The speech/language pathologist provides evaluation and treatment of four communication parameters for patients with clefts and craniofacial anomalies, from infancy through adulthood. These parameters include resonance, articulation, phonation, and language development. The goal of the speech/language pathologist is to facilitate normal speech and language development. This is achieved by providing education concerning speech and language development, recommending and providing speech therapy, and as the child matures, by providing more direct perceptual, acoustic, sound pressure, radiologic, and aerodynamic measurements of the velopharyngeal mechanism. Dental, hearing, prosthetic, and surgical interventions must be factored into all management considerations. If velopharyngeal insufficiency is suspected, and palatal management is considered, direct visualization of the velopharyngeal mechanism during speech production is required, with repeat studies following surgical or prosthetic management.

  1. Neonatal and Infancy
    1. Monitor and assess feeding, swallowing, and hearing ability.
    2. Discuss the following areas with family: language, cognition, and speech development with and without a cleft palate or palatal dysfunction.
    3. Monitor and stimulate receptive and expressive language and cognitive development.
    4. For babies with cleft palate, facilitate oral communication by emphasizing all vowel sound production and those consonants produced by the lips and anterior tongue, which are nasal, or require little intraoral air pressure (/m/, /n/, /w/, /l/, and "y"). Avoid consonant constrictions that are made in the back of the throat, in the glottal area, or made by the posterior tongue to posterior pharyngeal wall. Also, avoid excessive yelling and screaming.
  2. Toddler (< 3 years)
    1. Monitoring the patients' general communication development, motor skills, and cognition.
    2. By this age, patients have usually undergone lip and/or palate repair, and their speech, language, resonance, and voice needs to be assessed with consideration for early speech and/or language therapy; with more global delays, an early childhood program should be instituted.
    3. Nasal consonant substitutions may be observed.
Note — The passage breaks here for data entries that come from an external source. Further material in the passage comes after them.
//! Cache Module
//!
//! Provides the expiring key-value cache, its two store designs and the
//! aging list used by the sweeper.

mod aging;
mod entry;
mod facade;
mod flat;
mod stats;
mod store;


// Re-export public types
pub use aging::{AgingList, AgingNode, Renewed};
pub use entry::{expiration_from_now, TimedEntry, TrackedValue};
pub use facade::Cache;
pub use flat::FlatStore;
pub use stats::{CacheCounters, CacheStats};
pub use store::TrackedStore;
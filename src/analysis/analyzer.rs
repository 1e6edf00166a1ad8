use crate::analysis::filter::TokenFilter;
use crate::analysis::filters::lowercase::LowercaseFilter;
use crate::analysis::filters::punctuation::PunctuationFilter;
use crate::analysis::tokenizer::{Tokenizer, WhitespaceTokenizer};
use crate::core::types::Token;

/// Text analysis pipeline
pub struct Analyzer {
    pub tokenizer: Box<dyn Tokenizer>,
    pub filters: Vec<Box<dyn TokenFilter>>,
    pub name: String,
}

impl Analyzer {
    pub fn new(name: String, tokenizer: Box<dyn Tokenizer>) -> Self {
        Analyzer {
            tokenizer,
            filters: Vec::new(),
            name,
        }
    }

    pub fn add_filter(mut self, filter: Box<dyn TokenFilter>) -> Self {
        self.filters.push(filter);
        self
    }

    pub fn analyze(&self, text: &str) -> Vec<Token> {
        let mut tokens = self.tokenizer.tokenize(text);

        for filter in &self.filters {
            tokens = filter.filter(tokens);
        }

        tokens
    }

    /// `name: tokenizer > filter > ...`, for log events.
    pub fn pipeline(&self) -> String {
        let mut stages = vec![self.tokenizer.name()];
        stages.extend(self.filters.iter().map(|f| f.name()));
        format!("{}: {}", self.name, stages.join(" > "))
    }

    /// Normalization applied to extracted document text:
    /// whitespace split, lowercase, punctuation stripped.
    pub fn document() -> Self {
        Analyzer::new("document".to_string(), Box::new(WhitespaceTokenizer))
            .add_filter(Box::new(LowercaseFilter))
            .add_filter(Box::new(PunctuationFilter))
    }

    /// Normalization applied to phrase queries: whitespace split and lowercase only.
    /// Punctuation is left in place, so a query word like `end.` never matches a
    /// document token.
    pub fn query() -> Self {
        Analyzer::new("query".to_string(), Box::new(WhitespaceTokenizer))
            .add_filter(Box::new(LowercaseFilter))
    }
}

impl Clone for Analyzer {
    fn clone(&self) -> Self {
        Analyzer {
            tokenizer: self.tokenizer.clone_box(),
            filters: self.filters.iter().map(|f| f.clone_box()).collect(),
            name: self.name.clone(),
        }
    }
}

/// Document normalization in one call.
pub fn normalize(text: &str) -> Vec<Token> {
    Analyzer::document().analyze(text)
}

/// Query word splitting in one call.
pub fn query_words(phrase: &str) -> Vec<Token> {
    Analyzer::query().analyze(phrase)
}

#[cfg(test)]
mod tests {
    use super::*;

    #[test]
    fn document_analyzer_normalizes_text() {
        let tokens = normalize("The Quick, brown FOX -- jumps!\nOver the lazy dog.");
        assert_eq!(tokens, vec!["the", "quick", "brown", "fox", "jumps", "over", "the", "lazy", "dog"]);
    }

    #[test]
    fn pipeline_names_every_stage() {
        assert_eq!(Analyzer::document().pipeline(), "document: whitespace > lowercase > punctuation");
        assert_eq!(Analyzer::query().pipeline(), "query: whitespace > lowercase");
    }

    #[test]
    fn query_analyzer_keeps_punctuation() {
        assert_eq!(query_words("  Lazy DOG. "), vec!["lazy", "dog."]);
    }

    #[test]
    fn cloned_analyzer_behaves_the_same() {
        let analyzer = Analyzer::document();
        let copy = analyzer.clone();
        assert_eq!(copy.name, "document");
        assert_eq!(copy.analyze("A-B c"), analyzer.analyze("A-B c"));
    }
}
These occur when the speech articulators are placed appropriately for the intended oral consonant, but due to incomplete palatal closure, the speech sound is produced as a nasal consonant (/b/ becomes /m/; /d/ becomes /n/).
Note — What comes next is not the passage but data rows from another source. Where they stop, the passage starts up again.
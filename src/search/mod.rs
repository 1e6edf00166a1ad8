pub mod results;
pub mod snippet;
pub mod trie;
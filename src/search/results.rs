use serde::{Serialize, Deserialize};

/// Phrase search outcome as handed to the request layer.
///
/// `count` is the total number of matches; `snippets` holds at most the
/// configured number of rendered windows, in document order.
#[derive(Debug, Clone, Default, PartialEq, Eq, Serialize, Deserialize)]
pub struct SearchResults {
    #[serde(rename = "count")]
    pub match_count: usize,
    pub snippets: Vec<String>,
}

impl SearchResults {
    pub fn empty() -> Self {
        SearchResults::default()
    }

    pub fn is_empty(&self) -> bool {
        self.match_count == 0
    }
}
    4. Compensatory substitutions may be noted. These are unconsciously learned speech patterns that occur when the articulators are positioned inappropriately in an effort to produce oral consonants. These are commonly heard in attempted production of plosives (sounds created by complete blockage of airflow followed by buildup of pressure which is suddenly released, such as /b/) and fricatives (sounds characterized by turbulent noise, such as /s/).

      If adequate oral pressure cannot be achieved with typical placement of the articulators, then an alternative constriction site may be used and pressure is created below the level of constriction. Some common compensatory articulations include:

      1. Glottal stops - closure of the vocal folds at the level of the glottis.
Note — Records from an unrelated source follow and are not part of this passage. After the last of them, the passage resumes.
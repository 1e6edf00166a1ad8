use lopdf::Document;
use tracing::{info, warn};
use crate::core::config::Config;
use crate::core::error::{Error, Result};
use crate::extract::ocr::TesseractOcr;

/// The two ways text can be pulled out of a PDF.
pub trait PdfTextSource: Send + Sync {
    /// Text layer of every page, concatenated in page order.
    fn extract_direct(&self, bytes: &[u8]) -> Result<String>;

    /// Rasterize each page and run OCR on it, concatenated in page order.
    fn extract_via_ocr(&self, bytes: &[u8]) -> Result<String>;
}

/// `lopdf` for the text layer, external rasterizer + OCR engine for scans.
pub struct PdfToolchain {
    ocr: TesseractOcr,
}

impl PdfToolchain {
    pub fn new(ocr: TesseractOcr) -> Self {
        PdfToolchain { ocr }
    }

    pub fn from_config(config: &Config) -> Self {
        PdfToolchain::new(TesseractOcr::from_config(config))
    }
}

impl PdfTextSource for PdfToolchain {
    fn extract_direct(&self, bytes: &[u8]) -> Result<String> {
        let document = Document::load_mem(bytes)?;
        let mut text = String::new();
        for page_number in document.get_pages().keys() {
            text.push_str(&document.extract_text(&[*page_number])?);
        }
        Ok(text)
    }

    fn extract_via_ocr(&self, bytes: &[u8]) -> Result<String> {
        self.ocr.recognize_pdf(bytes)
    }
}

/// Text layer first; OCR when the layer is unreadable or has fewer than
/// `min_text_layer_chars` non-blank characters (a heuristic for scanned input).
pub fn extract(source: &dyn PdfTextSource, bytes: &[u8], min_text_layer_chars: usize) -> Result<String> {
    let direct_error = match source.extract_direct(bytes) {
        Ok(text) => {
            let chars = text.trim().chars().count();
            if chars >= min_text_layer_chars {
                return Ok(text);
            }
            warn!(chars, threshold = min_text_layer_chars, "PDF text layer too short, treating as scanned");
            None
        }
        Err(e) => {
            warn!(error = %e, "PDF text layer unreadable, falling back to OCR");
            Some(e)
        }
    };

    match source.extract_via_ocr(bytes) {
        Ok(text) => {
            info!(chars = text.len(), "PDF text recovered by OCR");
            Ok(text)
        }
        Err(ocr_error) => Err(match direct_error {
            Some(direct) => Error::extraction(format!(
                "text layer failed ({}) and OCR failed ({})",
                direct.context, ocr_error.context
            )),
            None => Error::extraction(format!("OCR fallback failed: {}", ocr_error.context)),
        }),
    }
}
      2. Pharyngeal fricative - posterior positioning of tongue to posterior pharyngeal wall, occurring on fricatives and affricates.
      3. Pharyngeal stop - posterior positioning of lingual base to pharyngeal wall, occurring on /k,g/.
      4. Posterior nasal fricative - coarticulated nasal snort/flutter with any pressure consonant.
      5. Mid-dorsum palatal stop - usually made in an approximate place of consonant /j/ in attempt to valve airflow.
    5. Obturation of any hard palate fistulas may result in elimination of nasal leakage, improved resonance, and VP closure. Use of a speech bulb may be indicated for patients demonstrating reduced intraoral pressure, resulting in difficulty producing pressure consonants despite speech therapy.
    6. Monitor phonation for vocal hoarseness, volume, and pitch levels with speech therapy for remediation or referral to otolaryngology.
  3. Preschool, School-Aged, and Adult: As speech articulation is acquired, the speech/language pathologist can begin differential diagnosis of velopharyngeal functioning.
    1. Continued monitoring of hearing acuity.
    2. Speech disorders related to velopharyngeal function.
      1. Hypernasality - the perception of excessive nasal resonance during production of vowels and semi-vowels resulting from inadequate separation of the oral and nasal cavities.
      2. Hyponasality - reduction of normal nasal resonance usually resulting from blockage of nasal airway by various causes.
      3. Mixed hyper/hypo - simultaneous occurrence in the same speaker, usually resulting from incomplete velopharyngeal closure and high nasal resistance that is not sufficient to block nasal resonance completely.
      4. Cul-de-sac - variation of hyponasality associated with tight anterior nasal constriction, often resulting in muffled quality.
      5. Nasal air emission - nasal escape associated with production of high oral pressure consonants. Occurs when air is forced through incompletely closed velopharyngeal port, and can be audible or visible (evidenced by mirror fogging, nasal grimace, and/or nasal flaring).
      6. Compensatory articulations.
      7. Reduced intraoral pressure - reduced build up of air in the oral cavity during production of pressure consonants due to inadequate valving of the VP mechanism.
    3. Phonation: Voice quality, the perceptual characteristics of voice.
      1. Hoarseness - a periodic vibration of the vocal folds producing a "rough" vocal quality.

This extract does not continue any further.